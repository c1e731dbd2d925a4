// ABOUTME: Integration tests for session registration, login, and logout
// ABOUTME: Covers the user cap, token rotation, and non-leaking credential errors
//
// SPDX-License-Identifier: MIT OR Apache-2.0
// Copyright (c) 2025 Async-IO.org

#![allow(clippy::unwrap_used, clippy::expect_used, clippy::panic)]
#![allow(missing_docs)]

mod common;

use blockfit_server::errors::ErrorCode;
use blockfit_server::models::CredentialsPayload;

use common::create_test_resources;

fn credentials(login: &str, password: &str) -> CredentialsPayload {
    CredentialsPayload {
        login: login.to_string(),
        password: password.to_string(),
    }
}

#[tokio::test]
async fn test_register_issues_verifiable_token() {
    let harness = create_test_resources().await.unwrap();
    let sessions = &harness.resources.sessions;

    let response = sessions
        .register(credentials("coach", "s3cret-pass"))
        .await
        .unwrap();

    let session = sessions.verify(&response.token.to_string()).await.unwrap();
    assert_eq!(session.id, response.token);
}

#[tokio::test]
async fn test_register_rejects_empty_credentials() {
    let harness = create_test_resources().await.unwrap();
    let sessions = &harness.resources.sessions;

    let err = sessions
        .register(credentials("", "password"))
        .await
        .unwrap_err();
    assert_eq!(err.code, ErrorCode::ValidationError);

    let err = sessions
        .register(credentials("coach", ""))
        .await
        .unwrap_err();
    assert_eq!(err.code, ErrorCode::ValidationError);
}

#[tokio::test]
async fn test_register_rejects_duplicate_login() {
    let harness = create_test_resources().await.unwrap();
    let sessions = &harness.resources.sessions;

    sessions
        .register(credentials("coach", "first-pass"))
        .await
        .unwrap();
    let err = sessions
        .register(credentials("coach", "second-pass"))
        .await
        .unwrap_err();

    assert_eq!(err.code, ErrorCode::ValidationError);
}

#[tokio::test]
async fn test_register_caps_the_user_count() {
    let harness = create_test_resources().await.unwrap();
    let sessions = &harness.resources.sessions;

    sessions
        .register(credentials("first", "password-one"))
        .await
        .unwrap();
    sessions
        .register(credentials("second", "password-two"))
        .await
        .unwrap();

    let err = sessions
        .register(credentials("third", "password-three"))
        .await
        .unwrap_err();

    assert_eq!(err.code, ErrorCode::InvalidState);
}

#[tokio::test]
async fn test_login_rotates_the_session_token() {
    let harness = create_test_resources().await.unwrap();
    let sessions = &harness.resources.sessions;

    let first = sessions
        .register(credentials("coach", "s3cret-pass"))
        .await
        .unwrap();
    let second = sessions
        .login(credentials("coach", "s3cret-pass"))
        .await
        .unwrap();
    assert_ne!(first.token, second.token);

    // The rotated-out token no longer verifies
    let err = sessions
        .verify(&first.token.to_string())
        .await
        .unwrap_err();
    assert_eq!(err.code, ErrorCode::AuthInvalid);

    sessions.verify(&second.token.to_string()).await.unwrap();
}

#[tokio::test]
async fn test_login_failures_do_not_reveal_which_part_was_wrong() {
    let harness = create_test_resources().await.unwrap();
    let sessions = &harness.resources.sessions;

    sessions
        .register(credentials("coach", "s3cret-pass"))
        .await
        .unwrap();

    let wrong_password = sessions
        .login(credentials("coach", "wrong"))
        .await
        .unwrap_err();
    let unknown_login = sessions
        .login(credentials("nobody", "s3cret-pass"))
        .await
        .unwrap_err();

    assert_eq!(wrong_password.code, ErrorCode::AuthInvalid);
    assert_eq!(unknown_login.code, ErrorCode::AuthInvalid);
    assert_eq!(wrong_password.message, unknown_login.message);
}

#[tokio::test]
async fn test_logout_invalidates_the_token() {
    let harness = create_test_resources().await.unwrap();
    let sessions = &harness.resources.sessions;

    let response = sessions
        .register(credentials("coach", "s3cret-pass"))
        .await
        .unwrap();
    let token = response.token.to_string();

    sessions.logout(&token).await.unwrap();

    let err = sessions.verify(&token).await.unwrap_err();
    assert_eq!(err.code, ErrorCode::AuthInvalid);
}

#[tokio::test]
async fn test_logout_with_unknown_token_is_not_found() {
    let harness = create_test_resources().await.unwrap();

    let err = harness
        .resources
        .sessions
        .logout("not-a-real-token")
        .await
        .unwrap_err();

    assert_eq!(err.code, ErrorCode::NotFound);
}

#[tokio::test]
async fn test_two_users_hold_independent_sessions() {
    let harness = create_test_resources().await.unwrap();
    let sessions = &harness.resources.sessions;

    let first = sessions
        .register(credentials("alice", "password-one"))
        .await
        .unwrap();
    let second = sessions
        .register(credentials("bob", "password-two"))
        .await
        .unwrap();

    let first_session = sessions.verify(&first.token.to_string()).await.unwrap();
    let second_session = sessions.verify(&second.token.to_string()).await.unwrap();
    assert_ne!(first_session.user_id, second_session.user_id);

    // One user logging out leaves the other session intact
    sessions.logout(&first.token.to_string()).await.unwrap();
    sessions.verify(&second.token.to_string()).await.unwrap();
}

---

- **What is expected**
Scan the data for the word "errors" and copy every line where it shows up.

- **Solution for this exercise**
// ABOUTME: Covers the user cap, token rotation, and non-leaking credential errors
use blockfit_server::errors::ErrorCode;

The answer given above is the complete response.